Gary Gerson gives back to his alma mater, community, and country with
five-decade career in Miami
BY SEAN MCCABE

At 82 years of age, Gary Gerson, founder and


partner of Miami's Gerson, Preston, Robinson &
Company, has a resume that reads like a CPA wish
list: Amongst his myriad of lifelong
accomplishments, he became the youngest CPA
in the country at the time (21 years old in 1955),
headed the Navy Area Audit Office during his
military fulfillment serving in the Korean War,
founded his own firm, and was a rare non-athlete
to be inducted into the University of Florida's
Athletic Hall of Fame.

Born in Baltimore, MD in 1933, Gerson's success


started when he attended the University of Florida. While earning his bachelor's in accounting, Gerson
organized the first "Athletic Counselor Training Program" for the Florida Gators football team.
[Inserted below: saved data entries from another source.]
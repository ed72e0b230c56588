//! Object URIs
//!
//! Four addressing schemes, all written `SCHEME:locator[@location]`:
//!
//! ```text
//! DIRECT:<object-id>@<host>:<port>      concrete object on a known daemon
//! NAME:<name>[@<ns-location>]            looked up in the name service
//! LOCATION:<local-name>@<host>:<port>   resolved by the daemon itself
//! METADATA:<tag>[,<tag>...][@<ns-loc>]   any registration carrying all tags
//! ```
//!
//! Parsing normalizes: the scheme is upper-cased, metadata tags are sorted
//! and de-duplicated, and name-service locations without a port get the
//! default name-service port. `Display` writes the normalized form back.

use crate::error::{Error, Result};
use std::collections::BTreeSet;
use std::fmt;
use std::str::FromStr;
use tether_codec::Value;
use tether_config::DEFAULT_NS_PORT;
use tether_network::Endpoint;

/// Addressing scheme of a [`Uri`]
#[derive(Debug, Clone, Copy, PartialEq, Eq, Hash, PartialOrd, Ord)]
pub enum Scheme {
    Direct,
    Name,
    Location,
    Metadata,
}

impl Scheme {
    pub fn as_str(&self) -> &'static str {
        match self {
            Scheme::Direct => "DIRECT",
            Scheme::Name => "NAME",
            Scheme::Location => "LOCATION",
            Scheme::Metadata => "METADATA",
        }
    }

    fn parse(text: &str) -> Option<Self> {
        [Scheme::Direct, Scheme::Name, Scheme::Location, Scheme::Metadata]
            .into_iter()
            .find(|scheme| scheme.as_str().eq_ignore_ascii_case(text))
    }

    /// Whether the location part may be omitted
    fn location_optional(&self) -> bool {
        matches!(self, Scheme::Name | Scheme::Metadata)
    }
}

impl fmt::Display for Scheme {
    fn fmt(&self, f: &mut fmt::Formatter<'_>) -> fmt::Result {
        f.write_str(self.as_str())
    }
}

/// Parsed, normalized object address
#[derive(Debug, Clone, PartialEq, Eq, Hash)]
pub struct Uri {
    scheme: Scheme,
    /// Object id, name or local name; empty for METADATA
    object: String,
    /// Required tags; only used by METADATA
    tags: BTreeSet<String>,
    location: Option<Endpoint>,
}

impl Uri {
    pub fn direct(object_id: impl Into<String>, location: Endpoint) -> Self {
        Self {
            scheme: Scheme::Direct,
            object: object_id.into(),
            tags: BTreeSet::new(),
            location: Some(location),
        }
    }

    pub fn name(name: impl Into<String>, ns_location: Option<Endpoint>) -> Self {
        Self {
            scheme: Scheme::Name,
            object: name.into(),
            tags: BTreeSet::new(),
            location: ns_location,
        }
    }

    /// LOCATION URI naming an object by its daemon-local name
    pub fn local(local_name: impl Into<String>, location: Endpoint) -> Self {
        Self {
            scheme: Scheme::Location,
            object: local_name.into(),
            tags: BTreeSet::new(),
            location: Some(location),
        }
    }

    pub fn metadata<I, S>(tags: I, ns_location: Option<Endpoint>) -> Self
    where
        I: IntoIterator<Item = S>,
        S: Into<String>,
    {
        Self {
            scheme: Scheme::Metadata,
            object: String::new(),
            tags: tags.into_iter().map(Into::into).collect(),
            location: ns_location,
        }
    }

    /// Parse with the default name-service port
    pub fn parse(text: &str) -> Result<Self> {
        Self::parse_with_ns_port(text, DEFAULT_NS_PORT)
    }

    /// Parse; NAME and METADATA locations without a port get `ns_port`
    pub fn parse_with_ns_port(text: &str, ns_port: u16) -> Result<Self> {
        let malformed = |reason: &str| Error::malformed_uri(text, reason);

        let (scheme_text, rest) = text
            .split_once(':')
            .ok_or_else(|| malformed("missing scheme"))?;
        let scheme = Scheme::parse(scheme_text.trim())
            .ok_or_else(|| malformed("unknown scheme"))?;

        let (locator, location_text) = match rest.split_once('@') {
            Some((locator, location)) => (locator, Some(location)),
            None => (rest, None),
        };
        if locator.is_empty() {
            return Err(malformed("empty object part"));
        }

        let location = match location_text {
            Some(location) => {
                let default_port = scheme.location_optional().then_some(ns_port);
                let endpoint = Endpoint::parse_with_default(location, default_port)
                    .map_err(|e| malformed(&e.to_string()))?;
                Some(endpoint)
            }
            None if scheme.location_optional() => None,
            None => return Err(malformed("location is required")),
        };

        let mut uri = Self {
            scheme,
            object: String::new(),
            tags: BTreeSet::new(),
            location,
        };
        if scheme == Scheme::Metadata {
            uri.tags = locator
                .split(',')
                .map(str::trim)
                .filter(|tag| !tag.is_empty())
                .map(str::to_string)
                .collect();
            if uri.tags.is_empty() {
                return Err(malformed("no metadata tags"));
            }
            if uri.tags.iter().any(|tag| tag.contains(char::is_whitespace)) {
                return Err(malformed("metadata tag contains whitespace"));
            }
        } else {
            if locator.chars().any(char::is_whitespace) {
                return Err(malformed("object part contains whitespace"));
            }
            uri.object = locator.to_string();
        }
        Ok(uri)
    }

    pub fn scheme(&self) -> Scheme {
        self.scheme
    }

    /// Object id, name or local name, depending on the scheme
    pub fn object(&self) -> &str {
        &self.object
    }

    pub fn tags(&self) -> &BTreeSet<String> {
        &self.tags
    }

    pub fn location(&self) -> Option<&Endpoint> {
        self.location.as_ref()
    }

    /// DIRECT URIs need no resolution
    pub fn is_direct(&self) -> bool {
        self.scheme == Scheme::Direct
    }
}

impl fmt::Display for Uri {
    fn fmt(&self, f: &mut fmt::Formatter<'_>) -> fmt::Result {
        write!(f, "{}:", self.scheme)?;
        if self.scheme == Scheme::Metadata {
            let tags: Vec<&str> = self.tags.iter().map(String::as_str).collect();
            f.write_str(&tags.join(","))?;
        } else {
            f.write_str(&self.object)?;
        }
        if let Some(location) = &self.location {
            write!(f, "@{}", location)?;
        }
        Ok(())
    }
}

impl FromStr for Uri {
    type Err = Error;

    fn from_str(s: &str) -> Result<Self> {
        Uri::parse(s)
    }
}

/// An object reference a method can return or pass along
impl From<Uri> for Value {
    fn from(uri: Uri) -> Self {
        Value::Proxy(uri.to_string())
    }
}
With an office
set up directly between the offensive and defensive coordinators, Gerson hired "the best 20 students in
science, math, and the humanities [that] every ball player had to take." Under his tutelage, no player lost
eligibility to play, and the University thanked him for his service with an Athletic Hall of Fame induction in
2002.

After serving as an Assistant Gunnery and Operations Officer on a Destroyer Escort during the Korean War,
Gerson found himself as the Officer in Charge of the Navy Area Audit Office in Orlando, FL, where he handled
audit reports from all facets of the Department of the Navy.

"Only the Navy would give a 23-year-old kid the head of an audit department, in charge of millions of dollars in
contracts," he laughs.

"That responsibility, though, was very important in starting a firm," he says. "Whether I [was working] with a
multi-million dollar manufacturing company or a small office, I had the responsibility learned."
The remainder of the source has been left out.